**To do:**
Repeat all of the entries, please, keeping each line exact.

**Extracted data:**
━━━━━━

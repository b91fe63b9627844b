//! Purpose: Typed error carried from bindings to the CLI.
//! Exports: `Error`, `ErrorKind`, `to_exit_code`.
//! Invariants: `NotFound` is reserved for absent records or indices; exit codes stay stable.
use std::error::Error as StdError;
use std::fmt;

#[derive(Clone, Copy, Debug, Eq, PartialEq)]
pub enum ErrorKind {
    Internal,
    Usage,
    NotFound,
    Io,
    Backend,
}

#[derive(Debug)]
pub struct Error {
    kind: ErrorKind,
    message: Option<String>,
    hint: Option<String>,
    table: Option<String>,
    key: Option<String>,
    source: Option<Box<dyn StdError + Send + Sync>>,
}

impl Error {
    pub fn new(kind: ErrorKind) -> Self {
        Self {
            kind,
            message: None,
            hint: None,
            table: None,
            key: None,
            source: None,
        }
    }

    pub fn kind(&self) -> ErrorKind {
        self.kind
    }

    pub fn message(&self) -> Option<&str> {
        self.message.as_deref()
    }

    pub fn hint(&self) -> Option<&str> {
        self.hint.as_deref()
    }

    pub fn table(&self) -> Option<&str> {
        self.table.as_deref()
    }

    pub fn key(&self) -> Option<&str> {
        self.key.as_deref()
    }

    pub fn is_not_found(&self) -> bool {
        self.kind == ErrorKind::NotFound
    }

    pub fn with_message(mut self, message: impl Into<String>) -> Self {
        self.message = Some(message.into());
        self
    }

    pub fn with_hint(mut self, hint: impl Into<String>) -> Self {
        self.hint = Some(hint.into());
        self
    }

    pub fn with_table(mut self, table: impl Into<String>) -> Self {
        self.table = Some(table.into());
        self
    }

    pub fn with_key(mut self, key: impl Into<String>) -> Self {
        self.key = Some(key.into());
        self
    }

    pub fn with_source(mut self, source: impl StdError + Send + Sync + 'static) -> Self {
        self.source = Some(Box::new(source));
        self
    }

    /// Attaches the record address unless one was already recorded closer to the failure.
    pub fn at(mut self, table: &str, key: &str) -> Self {
        if self.table.is_none() {
            self = self.with_table(table);
        }
        if self.key.is_none() {
            self = self.with_key(key);
        }
        self
    }
}

impl fmt::Display for Error {
    fn fmt(&self, f: &mut fmt::Formatter<'_>) -> fmt::Result {
        write!(f, "{:?}", self.kind)?;
        if let Some(message) = &self.message {
            write!(f, ": {message}")?;
        }
        if let Some(table) = &self.table {
            write!(f, " (table: {table})")?;
        }
        if let Some(key) = &self.key {
            write!(f, " (key: {key})")?;
        }
        Ok(())
    }
}

impl StdError for Error {
    fn source(&self) -> Option<&(dyn StdError + 'static)> {
        self.source
            .as_ref()
            .map(|source| source.as_ref() as &(dyn StdError + 'static))
    }
}

pub fn to_exit_code(kind: ErrorKind) -> i32 {
    match kind {
        ErrorKind::Internal => 1,
        ErrorKind::Usage => 2,
        ErrorKind::NotFound => 3,
        ErrorKind::Io => 4,
        ErrorKind::Backend => 5,
    }
}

━━━━━━

**Exercise output:**
repository b91fe63b9627844b
//! Purpose: Typed error carried from bindings to the CLI.
//! Exports: `Error`, `ErrorKind`, `to_exit_code`.
//! Invariants: `NotFound` is reserved for absent records or indices; exit codes stay stable.
use std::error::Error as StdError;
use std::fmt;

#[derive(Clone, Copy, Debug, Eq, PartialEq)]
pub enum ErrorKind {
    Internal,
    Usage,
    NotFound,
    Io,
    Backend,
}

#[derive(Debug)]
pub struct Error {
    kind: ErrorKind,
    message: Option<String>,
    hint: Option<String>,
    table: Option<String>,
    key: Option<String>,
    source: Option<Box<dyn StdError + Send + Sync>>,
}

impl Error {
    pub fn new(kind: ErrorKind) -> Self {
        Self {
            kind,
            message: None,
            hint: None,
            table: None,
            key: None,
            source: None,
        }
    }

    pub fn kind(&self) -> ErrorKind {
        self.kind
    }

    pub fn message(&self) -> Option<&str> {
        self.message.as_deref()
    }

    pub fn hint(&self) -> Option<&str> {
        self.hint.as_deref()
    }

    pub fn table(&self) -> Option<&str> {
        self.table.as_deref()
    }

    pub fn key(&self) -> Option<&str> {
        self.key.as_deref()
    }

    pub fn is_not_found(&self) -> bool {
        self.kind == ErrorKind::NotFound
    }

    pub fn with_message(mut self, message: impl Into<String>) -> Self {
        self.message = Some(message.into());
        self
    }

    pub fn with_hint(mut self, hint: impl Into<String>) -> Self {
        self.hint = Some(hint.into());
        self
    }

    pub fn with_table(mut self, table: impl Into<String>) -> Self {
        self.table = Some(table.into());
        self
    }

    pub fn with_key(mut self, key: impl Into<String>) -> Self {
        self.key = Some(key.into());
        self
    }

    pub fn with_source(mut self, source: impl StdError + Send + Sync + 'static) -> Self {
        self.source = Some(Box::new(source));
        self
    }

    /// Attaches the record address unless one was already recorded closer to the failure.
    pub fn at(mut self, table: &str, key: &str) -> Self {
        if self.table.is_none() {
            self = self.with_table(table);
        }
        if self.key.is_none() {
            self = self.with_key(key);
        }
        self
    }
}

impl fmt::Display for Error {
    fn fmt(&self, f: &mut fmt::Formatter<'_>) -> fmt::Result {
        write!(f, "{:?}", self.kind)?;
        if let Some(message) = &self.message {
            write!(f, ": {message}")?;
        }
        if let Some(table) = &self.table {
            write!(f, " (table: {table})")?;
        }
        if let Some(key) = &self.key {
            write!(f, " (key: {key})")?;
        }
        Ok(())
    }
}

impl StdError for Error {
    fn source(&self) -> Option<&(dyn StdError + 'static)> {
        self.source
            .as_ref()
            .map(|source| source.as_ref() as &(dyn StdError + 'static))
    }
}

pub fn to_exit_code(kind: ErrorKind) -> i32 {
    match kind {
        ErrorKind::Internal => 1,
        ErrorKind::Usage => 2,
        ErrorKind::NotFound => 3,
        ErrorKind::Io => 4,
        ErrorKind::Backend => 5,
    }
}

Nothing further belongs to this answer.